Now known as the Uniting Church, the Methodist Church was one of the early Christian faiths to spread the gospel in the fledgling town of Gunnedah and beyond.

In the 18th century, Rev John Wesley founded the Methodist Church in England and continued riding his horse all over the country for 45 years. To assist him in his ministry, he recruited lay preachers who rode horses to many scattered congregations. In 1813, the first Methodist clergyman Samuel Leigh arrived in Australia. A man of great energy, he rode his horse over vast distances to Parramatta and Windsor and other fast-growing regions of Sydney.

The first recorded Methodist Church services in Gunnedah were held about 1866. From 1873 to 1878, services were conducted in the Court House as part of the Narrabri-Wee Waa circuit with Rev JA Carruthers the first minister. In his memoirs titled, Out To The Back Blocks, the young circuit rider recorded that there were no churches in any of the towns he preached. He said it needed no circuit plan and there were no local preachers. Taking Narrabri as a centre, visits to Boggabri, Gulligal, Gunnedah, Carroll and stations enroute were organised every six weeks.
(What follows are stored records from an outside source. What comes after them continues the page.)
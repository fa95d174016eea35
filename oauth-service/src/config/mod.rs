use service_core::config as core_config;
use service_core::error::AppError;
use std::collections::{HashMap, HashSet};
use std::env;
use url::Url;

use crate::models::{OAuthConfig, Role};

/// Used only when `ENVIRONMENT=dev` and `JWT_SECRET` is unset.
const DEV_JWT_SECRET: &str = "dev-only-secret-change-me-0123456789abcdef";
const MIN_SECRET_LEN: usize = 32;

#[derive(Debug, Clone)]
pub struct OAuthServiceConfig {
    pub common: core_config::Config,
    pub environment: Environment,
    pub service_name: String,
    pub service_version: String,
    pub log_level: String,
    pub otlp_endpoint: Option<String>,
    pub public: PublicConfig,
    pub jwt: JwtConfig,
    pub cookies: CookieConfig,
    pub tenants: TenantSeedConfig,
    pub providers: Vec<ProviderSettings>,
}

#[derive(Debug, Clone, PartialEq)]
pub enum Environment {
    Dev,
    Prod,
}

/// How the service is reached from browsers.
#[derive(Debug, Clone)]
pub struct PublicConfig {
    /// `http` or `https`.
    pub scheme: String,
    /// Shared host that receives provider callbacks.
    pub login_host: String,
}

impl PublicConfig {
    pub fn login_base_url(&self) -> String {
        format!("{}://{}", self.scheme, self.login_host)
    }
}

#[derive(Debug, Clone)]
pub struct JwtConfig {
    pub secret: String,
    pub state_token_expiry_minutes: i64,
    pub signup_token_expiry_minutes: i64,
}

#[derive(Debug, Clone)]
pub struct CookieConfig {
    pub auth_cookie_name: String,
    pub session_cookie_name: String,
    pub auth_cookie_expiry_days: i64,
    pub secure: bool,
}

/// Hosts used to seed the tenant store.
#[derive(Debug, Clone, Default)]
pub struct TenantSeedConfig {
    pub hosts: Vec<String>,
    pub private_hosts: Vec<String>,
}

/// Endpoints and profile mapping of one OAuth provider.
#[derive(Debug, Clone, PartialEq)]
pub struct ProviderSettings {
    pub name: String,
    pub display_name: String,
    pub client_id: String,
    pub client_secret: String,
    pub authorize_url: String,
    pub token_url: String,
    pub profile_url: String,
    pub scope: String,
    /// Dotted JSON paths; a comma separates fallbacks (`name, login`).
    pub json_id_path: String,
    pub json_name_path: String,
    pub json_email_path: String,
    pub builtin: bool,
    pub is_trusted: bool,
    pub role: Role,
}

impl ProviderSettings {
    pub const BUILTIN: [&'static str; 3] = ["facebook", "google", "github"];

    /// Settings of a built-in provider, `None` for any other name.
    pub fn builtin(name: &str, client_id: &str, client_secret: &str) -> Option<Self> {
        let (display_name, authorize_url, token_url, profile_url, scope, id, name_path) =
            match name {
                "facebook" => (
                    "Facebook",
                    "https://www.facebook.com/v3.2/dialog/oauth",
                    "https://graph.facebook.com/v3.2/oauth/access_token",
                    "https://graph.facebook.com/v3.2/me?fields=name,email",
                    "public_profile email",
                    "id",
                    "name",
                ),
                "google" => (
                    "Google",
                    "https://accounts.google.com/o/oauth2/v2/auth",
                    "https://oauth2.googleapis.com/token",
                    "https://www.googleapis.com/oauth2/v2/userinfo",
                    "profile email",
                    "id",
                    "name",
                ),
                "github" => (
                    "GitHub",
                    "https://github.com/login/oauth/authorize",
                    "https://github.com/login/oauth/access_token",
                    "https://api.github.com/user",
                    "user:email",
                    "id",
                    "name, login",
                ),
                _ => return None,
            };

        Some(Self {
            name: name.to_string(),
            display_name: display_name.to_string(),
            client_id: client_id.to_string(),
            client_secret: client_secret.to_string(),
            authorize_url: authorize_url.to_string(),
            token_url: token_url.to_string(),
            profile_url: profile_url.to_string(),
            scope: scope.to_string(),
            json_id_path: id.to_string(),
            json_name_path: name_path.to_string(),
            json_email_path: "email".to_string(),
            builtin: true,
            is_trusted: false,
            role: Role::Visitor,
        })
    }

    /// Trust settings exposed to the user resolver; built-ins have none.
    pub fn custom_config(&self) -> Option<OAuthConfig> {
        if self.builtin {
            return None;
        }
        Some(OAuthConfig {
            provider: self.name.clone(),
            display_name: self.display_name.clone(),
            is_trusted: self.is_trusted,
            role: self.role,
        })
    }
}

impl OAuthServiceConfig {
    pub fn from_env() -> Result<Self, AppError> {
        let common_config = core_config::Config::load()?;
        Self::from_source(&|key| env::var(key).ok(), common_config)
    }

    /// Builds the configuration from any key lookup (the process
    /// environment in production).
    pub fn from_source(
        lookup: &dyn Fn(&str) -> Option<String>,
        common: core_config::Config,
    ) -> Result<Self, AppError> {
        let env_str = lookup("ENVIRONMENT").unwrap_or_else(|| "dev".to_string());
        let environment: Environment = env_str
            .parse()
            .map_err(|e: String| AppError::ConfigError(anyhow::anyhow!(e)))?;

        let is_prod = environment == Environment::Prod;
        let get = |key: &str, default: Option<&str>| get_env(lookup, key, default);

        let scheme = get("PUBLIC_SCHEME", Some("http"))?.to_lowercase();
        let providers = parse_providers(lookup, &get("OAUTH_PROVIDERS", Some(""))?)?;

        let config = OAuthServiceConfig {
            common,
            environment: environment.clone(),
            service_name: get("SERVICE_NAME", Some("oauth-service"))?,
            service_version: get("SERVICE_VERSION", Some(env!("CARGO_PKG_VERSION")))?,
            log_level: get("LOG_LEVEL", Some("info"))?,
            otlp_endpoint: lookup("OTLP_ENDPOINT").filter(|v| !v.trim().is_empty()),
            public: PublicConfig {
                login_host: get("LOGIN_HOST", None)?.to_ascii_lowercase(),
                scheme: scheme.clone(),
            },
            jwt: JwtConfig {
                secret: get(
                    "JWT_SECRET",
                    if is_prod { None } else { Some(DEV_JWT_SECRET) },
                )?,
                state_token_expiry_minutes: parse_number(
                    "STATE_TOKEN_EXPIRY_MINUTES",
                    &get("STATE_TOKEN_EXPIRY_MINUTES", Some("10"))?,
                )?,
                signup_token_expiry_minutes: parse_number(
                    "SIGNUP_TOKEN_EXPIRY_MINUTES",
                    &get("SIGNUP_TOKEN_EXPIRY_MINUTES", Some("10"))?,
                )?,
            },
            cookies: CookieConfig {
                auth_cookie_name: get("AUTH_COOKIE_NAME", Some("auth"))?,
                session_cookie_name: get("SESSION_COOKIE_NAME", Some("__session"))?,
                auth_cookie_expiry_days: parse_number(
                    "AUTH_COOKIE_EXPIRY_DAYS",
                    &get("AUTH_COOKIE_EXPIRY_DAYS", Some("365"))?,
                )?,
                secure: scheme == "https",
            },
            tenants: TenantSeedConfig {
                hosts: parse_hosts(&get("TENANT_HOSTS", Some(""))?),
                private_hosts: parse_hosts(&get("PRIVATE_TENANT_HOSTS", Some(""))?),
            },
            providers,
        };

        config.validate()?;
        Ok(config)
    }

    fn validate(&self) -> Result<(), AppError> {
        if self.common.port == 0 {
            return Err(AppError::ConfigError(anyhow::anyhow!(
                "PORT must be greater than 0"
            )));
        }

        if self.public.scheme != "http" && self.public.scheme != "https" {
            return Err(AppError::ConfigError(anyhow::anyhow!(
                "PUBLIC_SCHEME must be http or https"
            )));
        }

        if self.public.login_host.is_empty() {
            return Err(AppError::ConfigError(anyhow::anyhow!(
                "LOGIN_HOST must not be empty"
            )));
        }

        if self.jwt.state_token_expiry_minutes <= 0 || self.jwt.signup_token_expiry_minutes <= 0 {
            return Err(AppError::ConfigError(anyhow::anyhow!(
                "Token expiry windows must be positive"
            )));
        }

        if self.cookies.auth_cookie_expiry_days <= 0 {
            return Err(AppError::ConfigError(anyhow::anyhow!(
                "AUTH_COOKIE_EXPIRY_DAYS must be positive"
            )));
        }

        if self.cookies.auth_cookie_name == self.cookies.session_cookie_name {
            return Err(AppError::ConfigError(anyhow::anyhow!(
                "Auth and session cookies must have different names"
            )));
        }

        let mut seen = HashSet::new();
        let mut env_keys = HashMap::new();
        for provider in &self.providers {
            if !seen.insert(provider.name.as_str()) {
                return Err(AppError::ConfigError(anyhow::anyhow!(
                    "OAuth provider '{}' is configured twice",
                    provider.name
                )));
            }
            // `_x` and `x` would both read OAUTH_X_*.
            let key = provider_env_key(&provider.name);
            if let Some(other) = env_keys.insert(key.clone(), provider.name.as_str()) {
                return Err(AppError::ConfigError(anyhow::anyhow!(
                    "OAuth providers '{}' and '{}' share the OAUTH_{}_* variables",
                    other,
                    provider.name,
                    key
                )));
            }
        }

        if self.environment == Environment::Prod {
            if self.jwt.secret.len() < MIN_SECRET_LEN {
                return Err(AppError::ConfigError(anyhow::anyhow!(
                    "JWT_SECRET must be at least {} bytes in production",
                    MIN_SECRET_LEN
                )));
            }

            if self.public.scheme != "https" {
                tracing::warn!("PUBLIC_SCHEME is http in production; cookies will not be Secure");
            }
        }

        Ok(())
    }
}

/// Reads every provider named in `OAUTH_PROVIDERS`. A name that is neither
/// built-in nor fully described fails here, before the server starts.
fn parse_providers(
    lookup: &dyn Fn(&str) -> Option<String>,
    names: &str,
) -> Result<Vec<ProviderSettings>, AppError> {
    let mut providers = Vec::new();

    for name in parse_names(names) {
        let key = provider_env_key(&name);
        let var = |suffix: &str| format!("OAUTH_{}_{}", key, suffix);

        let client_id = get_env(lookup, &var("CLIENT_ID"), None)?;
        let client_secret = get_env(lookup, &var("CLIENT_SECRET"), None)?;

        if let Some(settings) = ProviderSettings::builtin(&name, &client_id, &client_secret) {
            providers.push(settings);
            continue;
        }

        let authorize_url = get_url(lookup, &var("AUTHORIZE_URL"))?;
        let token_url = get_url(lookup, &var("TOKEN_URL"))?;
        let profile_url = get_url(lookup, &var("PROFILE_URL"))?;
        let role = get_env(lookup, &var("ROLE"), Some("visitor"))?
            .parse()
            .map_err(|e: String| AppError::ConfigError(anyhow::anyhow!(e)))?;

        providers.push(ProviderSettings {
            display_name: get_env(lookup, &var("DISPLAY_NAME"), Some(&name))?,
            name,
            client_id,
            client_secret,
            authorize_url,
            token_url,
            profile_url,
            scope: get_env(lookup, &var("SCOPE"), Some("openid profile email"))?,
            json_id_path: get_env(lookup, &var("JSON_ID_PATH"), Some("id"))?,
            json_name_path: get_env(lookup, &var("JSON_NAME_PATH"), Some("name"))?,
            json_email_path: get_env(lookup, &var("JSON_EMAIL_PATH"), Some("email"))?,
            builtin: false,
            is_trusted: parse_flag(
                &var("TRUSTED"),
                &get_env(lookup, &var("TRUSTED"), Some("false"))?,
            )?,
            role,
        });
    }

    Ok(providers)
}

/// `_jd72hfjv` -> `JD72HFJV`, `my-idp` -> `MY_IDP`.
fn provider_env_key(name: &str) -> String {
    name.trim_start_matches('_')
        .chars()
        .map(|c| {
            if c.is_ascii_alphanumeric() {
                c.to_ascii_uppercase()
            } else {
                '_'
            }
        })
        .collect()
}

/// Provider names are kept as configured; they appear in routes and links.
fn parse_names(value: &str) -> Vec<String> {
    value
        .split(',')
        .map(|s| s.trim().to_string())
        .filter(|s| !s.is_empty())
        .collect()
}

fn parse_hosts(value: &str) -> Vec<String> {
    parse_names(value)
        .into_iter()
        .map(|h| h.to_ascii_lowercase())
        .collect()
}

fn parse_flag(key: &str, value: &str) -> Result<bool, AppError> {
    value.trim().parse().map_err(|_| {
        AppError::ConfigError(anyhow::anyhow!("{} must be true or false, got '{}'", key, value))
    })
}

fn parse_number<T>(key: &str, value: &str) -> Result<T, AppError>
where
    T: std::str::FromStr,
    T::Err: std::fmt::Display,
{
    value.trim().parse().map_err(|e: T::Err| {
        AppError::ConfigError(anyhow::anyhow!("{} is not a valid number: {}", key, e))
    })
}

fn get_url(lookup: &dyn Fn(&str) -> Option<String>, key: &str) -> Result<String, AppError> {
    let value = get_env(lookup, key, None)?;
    Url::parse(&value)
        .map_err(|e| AppError::ConfigError(anyhow::anyhow!("{} is not a valid URL: {}", key, e)))?;
    Ok(value)
}

fn get_env(
    lookup: &dyn Fn(&str) -> Option<String>,
    key: &str,
    default: Option<&str>,
) -> Result<String, AppError> {
    match lookup(key) {
        Some(val) => Ok(val),
        None => match default {
            Some(def) => Ok(def.to_string()),
            None => Err(AppError::ConfigError(anyhow::anyhow!(format!(
                "{} is required but not set",
                key
            )))),
        },
    }
}

impl std::str::FromStr for Environment {
    type Err = String;

    fn from_str(s: &str) -> Result<Self, Self::Err> {
        match s.to_lowercase().as_str() {
            "dev" => Ok(Environment::Dev),
            "prod" => Ok(Environment::Prod),
            _ => Err(format!("Invalid environment: {}", s)),
        }
    }
}
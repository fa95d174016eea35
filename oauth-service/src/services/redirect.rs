//! Open-redirect protection for every caller-supplied destination.

use url::Url;

use super::error::ServiceError;

/// Accepts a destination only when it stays on the tenant host or one of
/// its subdomains, over http or https.
#[derive(Debug, Clone, Copy, Default)]
pub struct RedirectGuard;

impl RedirectGuard {
    /// Resolves `candidate` against `base_url` (the tenant root) and
    /// validates the result. An empty candidate means the tenant root.
    pub fn resolve(candidate: &str, base_url: &str) -> Result<Url, ServiceError> {
        let base = Url::parse(base_url).map_err(|_| ServiceError::ForbiddenRedirect)?;
        let tenant_host = authority(&base).ok_or(ServiceError::ForbiddenRedirect)?;

        let candidate = candidate.trim();
        let url = if candidate.is_empty() {
            base
        } else {
            base.join(candidate)
                .map_err(|_| ServiceError::ForbiddenRedirect)?
        };

        Self::validate(&url, &tenant_host)?;
        Ok(url)
    }

    pub fn validate(url: &Url, tenant_host: &str) -> Result<(), ServiceError> {
        if url.scheme() != "http" && url.scheme() != "https" {
            return Err(ServiceError::ForbiddenRedirect);
        }

        let host = authority(url).ok_or(ServiceError::ForbiddenRedirect)?;
        let tenant_host = tenant_host.to_ascii_lowercase();

        // A bare suffix match would let `evil-avengers.test.fider.io` through.
        if host == tenant_host || host.ends_with(&format!(".{}", tenant_host)) {
            Ok(())
        } else {
            Err(ServiceError::ForbiddenRedirect)
        }
    }
}

/// `host[:port]` of an URL, lowercased.
pub fn authority(url: &Url) -> Option<String> {
    let host = url.host_str().filter(|h| !h.is_empty())?.to_ascii_lowercase();
    Some(match url.port() {
        Some(port) => format!("{}:{}", host, port),
        None => host,
    })
}

/// Path and query of an URL, e.g. `/posts/1?sort=new`.
pub fn request_uri(url: &Url) -> String {
    match url.query() {
        Some(query) => format!("{}?{}", url.path(), query),
        None => url.path().to_string(),
    }
}

#[cfg(test)]
mod tests {
    use super::*;

    const BASE: &str = "http://avengers.test.fider.io";

    fn resolve(candidate: &str) -> Result<Url, ServiceError> {
        RedirectGuard::resolve(candidate, BASE)
    }

    #[test]
    fn test_same_host_and_subdomains_are_accepted() {
        for candidate in [
            "http://avengers.test.fider.io",
            "http://avengers.test.fider.io/posts/1?sort=new",
            "https://avengers.test.fider.io/",
            "http://login.avengers.test.fider.io/x",
            "http://AVENGERS.test.fider.io/x",
        ] {
            assert!(resolve(candidate).is_ok(), "{} was rejected", candidate);
        }
    }

    #[test]
    fn test_foreign_hosts_are_rejected() {
        for candidate in [
            "http://evil.com",
            "http://avengers.test.fider.io.evil.com/",
            "http://evil-avengers.test.fider.io/",
            "http://test.fider.io/",
            "//evil.com",
            "/\\evil.com",
            "http://avengers.test.fider.io@evil.com/",
            "javascript:alert(1)",
            "ftp://avengers.test.fider.io/",
            "data:text/html,hi",
        ] {
            assert!(
                matches!(resolve(candidate), Err(ServiceError::ForbiddenRedirect)),
                "{} was accepted",
                candidate
            );
        }
    }

    #[test]
    fn test_relative_and_empty_candidates_resolve_on_tenant() {
        assert_eq!(resolve("").unwrap().as_str(), "http://avengers.test.fider.io/");
        assert_eq!(
            resolve("/posts/1?x=y").unwrap().as_str(),
            "http://avengers.test.fider.io/posts/1?x=y"
        );
    }

    #[test]
    fn test_port_is_part_of_the_host() {
        let base = "http://localhost:3000";
        assert!(RedirectGuard::resolve("http://localhost:3000/x", base).is_ok());
        assert!(RedirectGuard::resolve("http://localhost:4000/x", base).is_err());
        assert!(RedirectGuard::resolve("http://localhost/x", base).is_err());
    }

    #[test]
    fn test_request_uri_keeps_path_and_query() {
        let url = Url::parse("http://avengers.test.fider.io/a/b?c=d").unwrap();
        assert_eq!(request_uri(&url), "/a/b?c=d");

        let url = Url::parse("http://avengers.test.fider.io").unwrap();
        assert_eq!(request_uri(&url), "/");
    }
}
Returning on the other side of the river, Rev. Carruthers would journey on to Moree where he preached on a Sunday and then headed up the river to Bingara and Keera or sometimes across the plains to Mungindi. On another trip he would head down the river from Wee Waa to Pilliga and Walgett.

Methodist Church, 1906. Back left, unnamed, GK Weakley, J Westerweller, JB Pole, Pleffer, W Kuhl, D Perrett, WA Weakley, J Turner, second row, CK Kuhl, Mrs Latter, M Lockyer, unnamed, A Cocks, TM Westerweller, L Coote, P Cocks, L Westerweller, L Kuhl, H Turner, Rev HS Bowden, third row, A Moffat, Mrs Barton, P Neader, S Perrett, J Cocks Snr, A Garnham, EW Westerweller, WA Weakley, HS Bowden, front row, unnamed, V Moffatt, E Neader, A Moffatt and M Flett.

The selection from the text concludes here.